//! Mock tools for testing

use std::sync::atomic::{AtomicUsize, Ordering};

use indexmap::IndexMap;

use crate::bio::sequence::{GeneId, SequenceRecord};
use crate::tools::traits::{ClusterAssignment, ClusterOutput, Clusterer, MsaOutput, MultipleAligner};
use crate::{OdbError, Result};

/// Mock aligner that right-pads every sequence with gaps to a common length
pub struct MockAligner {
    failure: Option<String>,
    call_count: AtomicUsize,
}

impl MockAligner {
    pub fn new() -> Self {
        Self {
            failure: None,
            call_count: AtomicUsize::new(0),
        }
    }

    /// Configure to fail
    pub fn with_failure(mut self, message: &str) -> Self {
        self.failure = Some(message.to_string());
        self
    }

    pub fn call_count(&self) -> usize {
        self.call_count.load(Ordering::SeqCst)
    }
}

impl Default for MockAligner {
    fn default() -> Self {
        Self::new()
    }
}

impl MultipleAligner for MockAligner {
    fn name(&self) -> &str {
        "mock-aligner"
    }

    fn align(&self, records: &[&SequenceRecord], run_label: &str) -> Result<MsaOutput> {
        self.call_count.fetch_add(1, Ordering::SeqCst);
        if let Some(message) = &self.failure {
            return Err(OdbError::AlignmentTool(message.clone()));
        }

        let width = records.iter().map(|r| r.len()).max().unwrap_or(0);
        let rows = records
            .iter()
            .map(|r| {
                let mut row = r.sequence.clone();
                row.resize(width, b'-');
                SequenceRecord::new(r.id.clone(), row)
            })
            .collect();
        Ok(MsaOutput {
            command: format!("mock-align {}", run_label),
            rows,
        })
    }
}

/// Mock clusterer returning fixed clusters, or one cluster per sequence
pub struct MockClusterer {
    clusters: Option<ClusterAssignment>,
    failure: Option<String>,
    call_count: AtomicUsize,
}

impl MockClusterer {
    pub fn new() -> Self {
        Self {
            clusters: None,
            failure: None,
            call_count: AtomicUsize::new(0),
        }
    }

    /// Return these clusters whatever the input
    pub fn with_clusters(mut self, clusters: ClusterAssignment) -> Self {
        self.clusters = Some(clusters);
        self
    }

    /// Configure to fail
    pub fn with_failure(mut self, message: &str) -> Self {
        self.failure = Some(message.to_string());
        self
    }

    pub fn call_count(&self) -> usize {
        self.call_count.load(Ordering::SeqCst)
    }
}

impl Default for MockClusterer {
    fn default() -> Self {
        Self::new()
    }
}

impl Clusterer for MockClusterer {
    fn name(&self) -> &str {
        "mock-clusterer"
    }

    fn cluster(
        &self,
        sequences: &IndexMap<GeneId, SequenceRecord>,
        run_label: &str,
    ) -> Result<ClusterOutput> {
        self.call_count.fetch_add(1, Ordering::SeqCst);
        if let Some(message) = &self.failure {
            return Err(OdbError::ClusteringTool(message.clone()));
        }

        let clusters = match &self.clusters {
            Some(fixed) => fixed.clone(),
            None => {
                let mut singletons = ClusterAssignment::new();
                for id in sequences.keys() {
                    singletons.insert(id.clone(), vec![id.clone()]);
                }
                singletons
            }
        };
        clusters
            .verify_partition(sequences.keys())
            .map_err(OdbError::ClusteringTool)?;
        Ok(ClusterOutput {
            command: format!("mock-cluster {}", run_label),
            clusters,
        })
    }
}
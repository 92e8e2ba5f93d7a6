/// Terminal output helpers shared by the commands
use colored::*;
use comfy_table::modifiers::UTF8_ROUND_CORNERS;
use comfy_table::presets::UTF8_FULL;
use comfy_table::{Attribute, Cell, Color as TableColor, ContentArrangement, Table};
use indicatif::ProgressStyle;

/// Print an info box with bullet points
pub fn info_box(title: &str, items: &[&str]) {
    println!("\n{} {}", "ℹ".cyan(), title.bold());
    for item in items {
        println!("  {} {}", "•".dimmed(), item);
    }
}

pub fn print_warning(message: &str) {
    println!(
        "\n{} {}",
        "⚠".yellow(),
        format!("Warning: {}", message).yellow()
    );
}

pub fn print_error(message: &str) {
    eprintln!("\n{} {}", "✗".red(), format!("Error: {}", message).red());
}

pub fn print_success(message: &str) {
    println!("\n{} {}", "✓".green().bold(), message);
}

pub fn print_tip(message: &str) {
    println!("\n{} {}", "→".cyan(), format!("Tip: {}", message).dimmed());
}

/// Standard progress bar style
pub fn create_progress_style() -> ProgressStyle {
    ProgressStyle::default_bar()
        .template("[{elapsed_precise}] [{bar:40.cyan/blue}] {pos}/{len} {msg}")
        .unwrap_or_else(|_| ProgressStyle::default_bar())
        .progress_chars("█▓▒░")
}

/// Spinner style for indeterminate operations
pub fn create_spinner_style() -> ProgressStyle {
    ProgressStyle::default_spinner()
        .template("{spinner:.cyan} {msg}")
        .unwrap_or_else(|_| ProgressStyle::default_spinner())
        .tick_chars("⠋⠙⠹⠸⠼⠴⠦⠧⠇⠏")
}

fn styled_table() -> Table {
    let mut table = Table::new();
    table
        .load_preset(UTF8_FULL)
        .apply_modifier(UTF8_ROUND_CORNERS)
        .set_content_arrangement(ContentArrangement::Dynamic);
    table
}

/// Two-column label/value table
pub fn print_stats_table(title: &str, stats: Vec<(&str, String)>) {
    let mut table = styled_table();
    table.set_header(vec![
        Cell::new(title)
            .add_attribute(Attribute::Bold)
            .fg(TableColor::Cyan),
        Cell::new("").add_attribute(Attribute::Bold),
    ]);
    for (label, value) in stats {
        table.add_row(vec![
            Cell::new(label),
            Cell::new(value).fg(TableColor::Green),
        ]);
    }
    println!("\n{}", table);
}

/// Table with a bold header row
pub fn print_table(headers: &[&str], rows: Vec<Vec<String>>) {
    let mut table = styled_table();
    table.set_header(
        headers
            .iter()
            .map(|h| Cell::new(h).add_attribute(Attribute::Bold).fg(TableColor::Cyan))
            .collect::<Vec<_>>(),
    );
    for row in rows {
        table.add_row(row);
    }
    println!("\n{}", table);
}

/// Thousands separators: 1234567 -> "1,234,567"
pub fn format_number(n: usize) -> String {
    let digits = n.to_string();
    let mut out = String::with_capacity(digits.len() + digits.len() / 3);
    for (i, c) in digits.chars().enumerate() {
        if i > 0 && (digits.len() - i) % 3 == 0 {
            out.push(',');
        }
        out.push(c);
    }
    out
}
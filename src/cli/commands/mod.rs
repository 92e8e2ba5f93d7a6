pub mod batch;
pub mod config;
pub mod groups;
pub mod run;
pub mod tools;

use anyhow::Context;
use clap::Args;
use indicatif::ProgressBar;
use std::path::PathBuf;
use std::time::Duration;

use crate::cli::formatter::{create_spinner_style, format_number};
use crate::core::config::{default_config, load_config, Config};
use crate::core::identity::IdentityMethod;
use crate::storage::OrthoDatabase;

/// Options shared by every command that runs against the database
#[derive(Args, Debug, Clone, Default)]
pub struct CommonArgs {
    /// Configuration file (TOML)
    #[arg(short = 'c', long, value_name = "FILE")]
    pub config: Option<PathBuf>,

    /// Directory holding the OrthoDB release files
    #[arg(short = 'd', long, value_name = "DIR", env = "ODBGROUP_DB")]
    pub database_dir: Option<PathBuf>,

    /// Taxonomic level name of the ortholog group (e.g. "Vertebrata")
    #[arg(short = 'l', long)]
    pub level: Option<String>,

    /// Root folder for the output files
    #[arg(short = 'o', long, value_name = "DIR")]
    pub output: Option<PathBuf>,

    /// Identity method used for LDO selection (mafft, pairwise, kmer)
    #[arg(short = 'm', long)]
    pub method: Option<IdentityMethod>,

    /// Minimum length as a fraction of the query length
    #[arg(long)]
    pub min_fraction: Option<f64>,

    /// CD-HIT identity threshold (0.4-1.0)
    #[arg(long)]
    pub cluster_identity: Option<f64>,

    /// Align the clustered LDOs with MAFFT
    #[arg(long)]
    pub align: bool,

    /// Do not write any output files
    #[arg(long)]
    pub no_write: bool,

    /// Kill external tools after this many seconds
    #[arg(long, value_name = "SECONDS")]
    pub timeout: Option<u64>,
}

impl CommonArgs {
    /// Config file (or defaults) with the command-line overrides applied
    pub fn resolve_config(&self) -> anyhow::Result<Config> {
        let mut config = match &self.config {
            Some(path) => load_config(path)
                .with_context(|| format!("Failed to load config {}", path.display()))?,
            None => default_config(),
        };
        self.apply(&mut config);
        config.validate()?;
        Ok(config)
    }

    fn apply(&self, config: &mut Config) {
        if let Some(dir) = &self.database_dir {
            config.database.dir = Some(dir.clone());
        }
        if let Some(level) = &self.level {
            config.og_select.level_name = level.clone();
        }
        if let Some(output) = &self.output {
            config.main_output_folder = output.clone();
        }
        if let Some(method) = self.method {
            config.ldo_select.method = method;
        }
        if let Some(fraction) = self.min_fraction {
            config.filter.min_fraction_shorter_than_query = fraction;
        }
        if let Some(threshold) = self.cluster_identity {
            config.clustering.identity_threshold = threshold;
        }
        if self.align {
            config.align.align = true;
        }
        if self.no_write {
            config.write_files = false;
        }
        if let Some(seconds) = self.timeout {
            config.tools.timeout_secs = Some(seconds);
        }
    }
}

/// Load the OrthoDB tables behind a spinner
pub fn load_database(config: &Config) -> anyhow::Result<OrthoDatabase> {
    let spinner = ProgressBar::new_spinner();
    spinner.set_style(create_spinner_style());
    spinner.enable_steady_tick(Duration::from_millis(100));
    spinner.set_message("Loading OrthoDB tables...");

    let db = OrthoDatabase::load(&config.database);
    spinner.finish_and_clear();
    let db = db?;
    tracing::info!(
        "Loaded {} sequences in {} groups",
        format_number(db.sequence_count()),
        format_number(db.group_count())
    );
    Ok(db)
}
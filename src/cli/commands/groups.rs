use clap::Args;

use crate::cli::commands::{load_database, CommonArgs};
use crate::cli::formatter::{print_table, print_tip};
use crate::core::resolver::{GroupResolver, IdResolver};
use crate::storage::OrthoDatabase;

#[derive(Args, Debug)]
#[command(group = clap::ArgGroup::new("query").required(true).args(["uniprot_id", "gene_id"]))]
pub struct GroupsArgs {
    /// UniProt accession of the query protein
    #[arg(short = 'u', long)]
    pub uniprot_id: Option<String>,

    /// OrthoDB gene id of the query protein
    #[arg(short = 'g', long)]
    pub gene_id: Option<String>,

    /// Print JSON instead of a table
    #[arg(long)]
    pub json: bool,

    #[command(flatten)]
    pub common: CommonArgs,
}

pub fn run(args: GroupsArgs) -> anyhow::Result<()> {
    let config = args.common.resolve_config()?;
    let db = load_database(&config)?;

    let gene_id = match (&args.gene_id, &args.uniprot_id) {
        (Some(gene_id), _) => gene_id.clone(),
        (None, Some(uniprot_id)) => {
            IdResolver::new(&db, config.id_resolution.duplicate_action).resolve(uniprot_id)?
        }
        (None, None) => anyhow::bail!("either --uniprot-id or --gene-id must be provided"),
    };
    list_groups(&db, &gene_id, &config.og_select.level_name, args.json)
}

fn list_groups(db: &OrthoDatabase, gene_id: &str, selected_level: &str, json: bool) -> anyhow::Result<()> {
    let groups = GroupResolver::new(db).available_groups(gene_id)?;
    if json {
        println!("{}", serde_json::to_string_pretty(&groups)?);
        return Ok(());
    }

    let species = db.species_name(gene_id).unwrap_or("unknown species");
    println!("\nOrtholog groups of {} ({})", gene_id, species);
    let rows = groups
        .iter()
        .map(|g| {
            let marker = if g.level_name == selected_level { "*" } else { "" };
            vec![
                marker.to_string(),
                g.group_id.clone(),
                g.level_name.clone(),
                g.level_id.to_string(),
                g.member_count.to_string(),
                g.species_count.to_string(),
                g.name.clone(),
            ]
        })
        .collect();
    print_table(
        &["", "Group", "Level", "Taxid", "Genes", "Species", "Name"],
        rows,
    );
    if groups.iter().all(|g| g.level_name != selected_level) {
        print_tip(&format!(
            "No group at the configured level `{}`; pass --level with one of the levels above",
            selected_level
        ));
    }
    Ok(())
}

▶ **EXERCISE INSTRUCTIONS**:
Where does the word "GroupsArgs" show up in the material? Copy out each line that has it.

▶ **EXPECTED ANSWER**:
pub struct GroupsArgs {
pub fn run(args: GroupsArgs) -> anyhow::Result<()> {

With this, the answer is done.